___ RECORDS FOR PROCESSING ___
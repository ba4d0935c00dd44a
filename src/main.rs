mod cli;
mod config;
mod error;
mod parquet;
mod plot;
mod punch;
mod reading;
mod reduce;
mod species;
mod units;

use anyhow::{Error, Result};
use clap::Parser;
use cli::{command, Cli, Commands};
use config::Config;

#[tokio::main]
async fn main() -> Result<(), Error> {
    env_logger::init();

    let cli = Cli::parse();
    let config = Config::load(cli.config.as_deref())?;

    match &cli.command {
        Commands::Timeseries(args) => match command::timeseries(args, &config) {
            Ok(filename) => println!("File saved to `{}`", filename),
            Err(e) => eprintln!("Error: {}", e),
        },
        Commands::Map(args) => match command::map(args, &config) {
            Ok(filename) => println!("File saved to `{}`", filename),
            Err(e) => eprintln!("Error: {}", e),
        },
        Commands::FetchObs {} => match command::fetch_obs(&config).await {
            Ok(dir) => println!("Observation files in `{}`", dir),
            Err(e) => eprintln!("Error: {}", e),
        },
    }

    Ok(())
}
// -- Tests -------------------------------------------------------------------

#[cfg(test)]
mod tests {

    use super::*;
    use approx::assert_relative_eq;
    use std::fs;

    const TRACERINFO: &str = "\
NO       Nitrogen oxide                  3.00E-02  1        1  1.00E+09 ppbv
NO2      Nitrogen dioxide                4.60E-02  1       64  1.00E+09 ppbv
";

    const DIAGINFO: &str = "       0 IJ-AVG-$                                 Tracer concentration\n";

    fn push_record(buf: &mut Vec<u8>, payload: &[u8]) {
        let len = (payload.len() as i32).to_be_bytes();
        buf.extend_from_slice(&len);
        buf.extend_from_slice(payload);
        buf.extend_from_slice(&len);
    }

    fn padded(text: &str, width: usize) -> Vec<u8> {
        let mut bytes = text.as_bytes().to_vec();
        bytes.resize(width, b' ');
        bytes
    }

    fn push_block(buf: &mut Vec<u8>, tracer: i32, tau0: f64, data: &[f32]) {
        // Model header: 2x2 subgrid of the 0.3125x0.25 nested grid
        let mut header1 = padded("GEOSFP", 20);
        header1.extend_from_slice(&0.3125f32.to_be_bytes());
        header1.extend_from_slice(&0.25f32.to_be_bytes());
        header1.extend_from_slice(&0i32.to_be_bytes());
        header1.extend_from_slice(&1i32.to_be_bytes());
        push_record(buf, &header1);

        // Data header
        let mut header2 = padded("IJ-AVG-$", 40);
        header2.extend_from_slice(&tracer.to_be_bytes());
        header2.extend_from_slice(&padded("v/v", 40));
        header2.extend_from_slice(&tau0.to_be_bytes());
        header2.extend_from_slice(&(tau0 + 1.0).to_be_bytes());
        header2.extend_from_slice(&padded("", 40));
        for dim in [2i32, 2, 1, 1059, 221, 1] {
            header2.extend_from_slice(&dim.to_be_bytes());
        }
        header2.extend_from_slice(&((data.len() * 4 + 8) as i32).to_be_bytes());
        push_record(buf, &header2);

        let payload: Vec<u8> = data.iter().flat_map(|v| v.to_be_bytes()).collect();
        push_record(buf, &payload);
    }

    fn write_test_file(dir: &Path, name: &str, blocks: &[(i32, f64, Vec<f32>)]) -> std::path::PathBuf {
        let mut buf = Vec::new();
        push_record(&mut buf, &padded(FILE_TYPE, 40));
        push_record(&mut buf, &padded("GEOS-CHEM binary punch file", 80));
        for (tracer, tau0, data) in blocks {
            push_block(&mut buf, *tracer, *tau0, data);
        }

        let path = dir.join(name);
        fs::write(&path, buf).unwrap();
        path
    }

    fn decoder() -> BpchDecoder {
        let tracers = TracerTable::parse(TRACERINFO, "tracerinfo.dat").unwrap();
        let diag = DiagTable::parse(DIAGINFO, "diaginfo.dat").unwrap();
        BpchDecoder::new(tracers, diag)
    }

    #[test]
    fn should_decode_two_tracers_over_two_times() {
        let dir = tempfile::tempdir().unwrap();
        // Stored in v/v; tracerinfo scale brings them to ppbv
        let path = write_test_file(
            dir.path(),
            "ts20130101.bpch",
            &[
                (1, 245448.0, vec![1e-9, 2e-9, 3e-9, 4e-9]),
                (64, 245448.0, vec![5e-9, 6e-9, 7e-9, 8e-9]),
                (1, 245449.0, vec![9e-9, 10e-9, 11e-9, 12e-9]),
                (64, 245449.0, vec![13e-9, 14e-9, 15e-9, 16e-9]),
            ],
        );

        let fields = vec!["NO".to_string(), "NO2".to_string()];
        let vars = decoder().read_file(&path, "IJ-AVG-$", &fields).unwrap();

        assert_eq!(vars.len(), 2);
        let no = &vars[0];
        assert_eq!(no.name, "NO");
        assert_eq!(no.unit, "ppbv");
        assert_eq!(no.carbon, Some(1.0));
        assert_eq!(no.values.shape(), &[2, 1, 2, 2]);

        // tau 245448 h after 1985-01-01 00:00 is 2013-01-01 00:00
        assert_eq!(
            no.times[0],
            NaiveDate::from_ymd_opt(2013, 1, 1)
                .unwrap()
                .and_hms_opt(0, 0, 0)
                .unwrap()
        );
        assert_eq!(no.times[1] - no.times[0], Duration::hours(1));

        // Fortran payload order: longitude fastest
        assert_relative_eq!(no.values[[0, 0, 0, 0]], 1.0, epsilon = 1e-4);
        assert_relative_eq!(no.values[[0, 0, 0, 1]], 2.0, epsilon = 1e-4);
        assert_relative_eq!(no.values[[0, 0, 1, 0]], 3.0, epsilon = 1e-4);
        assert_relative_eq!(no.values[[1, 0, 1, 1]], 12.0, epsilon = 1e-4);

        let no2 = &vars[1];
        assert_relative_eq!(no2.values[[0, 0, 0, 0]], 5.0, epsilon = 1e-4);
        assert_relative_eq!(no2.values[[1, 0, 1, 1]], 16.0, epsilon = 1e-4);

        // Cell centers from resolution and 1-based global offsets
        assert_relative_eq!(no.grid.lon[0], -180.0 + 0.3125 * 1058.0);
        assert_relative_eq!(no.grid.lon[1], no.grid.lon[0] + 0.3125);
        assert_relative_eq!(no.grid.lat[0], -90.0 + 0.25 * 220.0);
    }

    #[test]
    fn should_fail_on_missing_variable() {
        let dir = tempfile::tempdir().unwrap();
        let path = write_test_file(
            dir.path(),
            "ts20130101.bpch",
            &[(1, 245448.0, vec![1e-9, 2e-9, 3e-9, 4e-9])],
        );

        let fields = vec!["O3".to_string()];
        let err = decoder()
            .read_file(&path, "IJ-AVG-$", &fields)
            .unwrap_err();

        assert!(matches!(err, MumbaError::Decode { .. }));
        assert!(err.to_string().contains("O3"));
    }

    #[test]
    fn should_reject_wrong_file_type() {
        let dir = tempfile::tempdir().unwrap();
        let mut buf = Vec::new();
        push_record(&mut buf, &padded("CTM bin 4D", 40));
        push_record(&mut buf, &padded("title", 80));
        let path = dir.path().join("bad.bpch");
        fs::write(&path, buf).unwrap();

        let fields = vec!["NO".to_string()];
        let err = decoder()
            .read_file(&path, "IJ-AVG-$", &fields)
            .unwrap_err();

        assert!(matches!(err, MumbaError::Decode { .. }));
    }

    #[test]
    fn should_convert_tau_epoch() {
        assert_eq!(
            tau_to_datetime(0.0),
            NaiveDate::from_ymd_opt(1985, 1, 1)
                .unwrap()
                .and_hms_opt(0, 0, 0)
                .unwrap()
        );
    }

    #[test]
    fn should_pull_halfpolar_edge_cell_toward_pole() {
        let lats = lat_centers(2.0, true, 1, 3);
        assert_relative_eq!(lats[0], -89.5);
        assert_relative_eq!(lats[1], -88.0);
        assert_relative_eq!(lats[2], -86.0);
    }
}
___
*TO DO:* Retype the listing above word for word.

*COMPLETED EXERCISE:*
repository ba4d0935c00dd44a
filename src/main.rs
mod cli;
mod config;
mod error;
mod parquet;
mod plot;
mod punch;
mod reading;
mod reduce;
mod species;
mod units;

use anyhow::{Error, Result};
use clap::Parser;
use cli::{command, Cli, Commands};
use config::Config;

#[tokio::main]
async fn main() -> Result<(), Error> {
    env_logger::init();

    let cli = Cli::parse();
    let config = Config::load(cli.config.as_deref())?;

    match &cli.command {
        Commands::Timeseries(args) => match command::timeseries(args, &config) {
            Ok(filename) => println!("File saved to `{}`", filename),
            Err(e) => eprintln!("Error: {}", e),
        },
        Commands::Map(args) => match command::map(args, &config) {
            Ok(filename) => println!("File saved to `{}`", filename),
            Err(e) => eprintln!("Error: {}", e),
        },
        Commands::FetchObs {} => match command::fetch_obs(&config).await {
            Ok(dir) => println!("Observation files in `{}`", dir),
            Err(e) => eprintln!("Error: {}", e),
        },
    }

    Ok(())
}
// -- Tests -------------------------------------------------------------------

#[cfg(test)]
mod tests {

    use super::*;
    use approx::assert_relative_eq;
    use std::fs;

    const TRACERINFO: &str = "\
NO       Nitrogen oxide                  3.00E-02  1        1  1.00E+09 ppbv
NO2      Nitrogen dioxide                4.60E-02  1       64  1.00E+09 ppbv
";

    const DIAGINFO: &str = "       0 IJ-AVG-$                                 Tracer concentration\n";

    fn push_record(buf: &mut Vec<u8>, payload: &[u8]) {
        let len = (payload.len() as i32).to_be_bytes();
        buf.extend_from_slice(&len);
        buf.extend_from_slice(payload);
        buf.extend_from_slice(&len);
    }

    fn padded(text: &str, width: usize) -> Vec<u8> {
        let mut bytes = text.as_bytes().to_vec();
        bytes.resize(width, b' ');
        bytes
    }

    fn push_block(buf: &mut Vec<u8>, tracer: i32, tau0: f64, data: &[f32]) {
        // Model header: 2x2 subgrid of the 0.3125x0.25 nested grid
        let mut header1 = padded("GEOSFP", 20);
        header1.extend_from_slice(&0.3125f32.to_be_bytes());
        header1.extend_from_slice(&0.25f32.to_be_bytes());
        header1.extend_from_slice(&0i32.to_be_bytes());
        header1.extend_from_slice(&1i32.to_be_bytes());
        push_record(buf, &header1);

        // Data header
        let mut header2 = padded("IJ-AVG-$", 40);
        header2.extend_from_slice(&tracer.to_be_bytes());
        header2.extend_from_slice(&padded("v/v", 40));
        header2.extend_from_slice(&tau0.to_be_bytes());
        header2.extend_from_slice(&(tau0 + 1.0).to_be_bytes());
        header2.extend_from_slice(&padded("", 40));
        for dim in [2i32, 2, 1, 1059, 221, 1] {
            header2.extend_from_slice(&dim.to_be_bytes());
        }
        header2.extend_from_slice(&((data.len() * 4 + 8) as i32).to_be_bytes());
        push_record(buf, &header2);

        let payload: Vec<u8> = data.iter().flat_map(|v| v.to_be_bytes()).collect();
        push_record(buf, &payload);
    }

    fn write_test_file(dir: &Path, name: &str, blocks: &[(i32, f64, Vec<f32>)]) -> std::path::PathBuf {
        let mut buf = Vec::new();
        push_record(&mut buf, &padded(FILE_TYPE, 40));
        push_record(&mut buf, &padded("GEOS-CHEM binary punch file", 80));
        for (tracer, tau0, data) in blocks {
            push_block(&mut buf, *tracer, *tau0, data);
        }

        let path = dir.join(name);
        fs::write(&path, buf).unwrap();
        path
    }

    fn decoder() -> BpchDecoder {
        let tracers = TracerTable::parse(TRACERINFO, "tracerinfo.dat").unwrap();
        let diag = DiagTable::parse(DIAGINFO, "diaginfo.dat").unwrap();
        BpchDecoder::new(tracers, diag)
    }

    #[test]
    fn should_decode_two_tracers_over_two_times() {
        let dir = tempfile::tempdir().unwrap();
        // Stored in v/v; tracerinfo scale brings them to ppbv
        let path = write_test_file(
            dir.path(),
            "ts20130101.bpch",
            &[
                (1, 245448.0, vec![1e-9, 2e-9, 3e-9, 4e-9]),
                (64, 245448.0, vec![5e-9, 6e-9, 7e-9, 8e-9]),
                (1, 245449.0, vec![9e-9, 10e-9, 11e-9, 12e-9]),
                (64, 245449.0, vec![13e-9, 14e-9, 15e-9, 16e-9]),
            ],
        );

        let fields = vec!["NO".to_string(), "NO2".to_string()];
        let vars = decoder().read_file(&path, "IJ-AVG-$", &fields).unwrap();

        assert_eq!(vars.len(), 2);
        let no = &vars[0];
        assert_eq!(no.name, "NO");
        assert_eq!(no.unit, "ppbv");
        assert_eq!(no.carbon, Some(1.0));
        assert_eq!(no.values.shape(), &[2, 1, 2, 2]);

        // tau 245448 h after 1985-01-01 00:00 is 2013-01-01 00:00
        assert_eq!(
            no.times[0],
            NaiveDate::from_ymd_opt(2013, 1, 1)
                .unwrap()
                .and_hms_opt(0, 0, 0)
                .unwrap()
        );
        assert_eq!(no.times[1] - no.times[0], Duration::hours(1));

        // Fortran payload order: longitude fastest
        assert_relative_eq!(no.values[[0, 0, 0, 0]], 1.0, epsilon = 1e-4);
        assert_relative_eq!(no.values[[0, 0, 0, 1]], 2.0, epsilon = 1e-4);
        assert_relative_eq!(no.values[[0, 0, 1, 0]], 3.0, epsilon = 1e-4);
        assert_relative_eq!(no.values[[1, 0, 1, 1]], 12.0, epsilon = 1e-4);

        let no2 = &vars[1];
        assert_relative_eq!(no2.values[[0, 0, 0, 0]], 5.0, epsilon = 1e-4);
        assert_relative_eq!(no2.values[[1, 0, 1, 1]], 16.0, epsilon = 1e-4);

        // Cell centers from resolution and 1-based global offsets
        assert_relative_eq!(no.grid.lon[0], -180.0 + 0.3125 * 1058.0);
        assert_relative_eq!(no.grid.lon[1], no.grid.lon[0] + 0.3125);
        assert_relative_eq!(no.grid.lat[0], -90.0 + 0.25 * 220.0);
    }

    #[test]
    fn should_fail_on_missing_variable() {
        let dir = tempfile::tempdir().unwrap();
        let path = write_test_file(
            dir.path(),
            "ts20130101.bpch",
            &[(1, 245448.0, vec![1e-9, 2e-9, 3e-9, 4e-9])],
        );

        let fields = vec!["O3".to_string()];
        let err = decoder()
            .read_file(&path, "IJ-AVG-$", &fields)
            .unwrap_err();

        assert!(matches!(err, MumbaError::Decode { .. }));
        assert!(err.to_string().contains("O3"));
    }

    #[test]
    fn should_reject_wrong_file_type() {
        let dir = tempfile::tempdir().unwrap();
        let mut buf = Vec::new();
        push_record(&mut buf, &padded("CTM bin 4D", 40));
        push_record(&mut buf, &padded("title", 80));
        let path = dir.path().join("bad.bpch");
        fs::write(&path, buf).unwrap();

        let fields = vec!["NO".to_string()];
        let err = decoder()
            .read_file(&path, "IJ-AVG-$", &fields)
            .unwrap_err();

        assert!(matches!(err, MumbaError::Decode { .. }));
    }

    #[test]
    fn should_convert_tau_epoch() {
        assert_eq!(
            tau_to_datetime(0.0),
            NaiveDate::from_ymd_opt(1985, 1, 1)
                .unwrap()
                .and_hms_opt(0, 0, 0)
                .unwrap()
        );
    }

    #[test]
    fn should_pull_halfpolar_edge_cell_toward_pole() {
        let lats = lat_centers(2.0, true, 1, 3);
        assert_relative_eq!(lats[0], -89.5);
        assert_relative_eq!(lats[1], -88.0);
        assert_relative_eq!(lats[2], -86.0);
    }
}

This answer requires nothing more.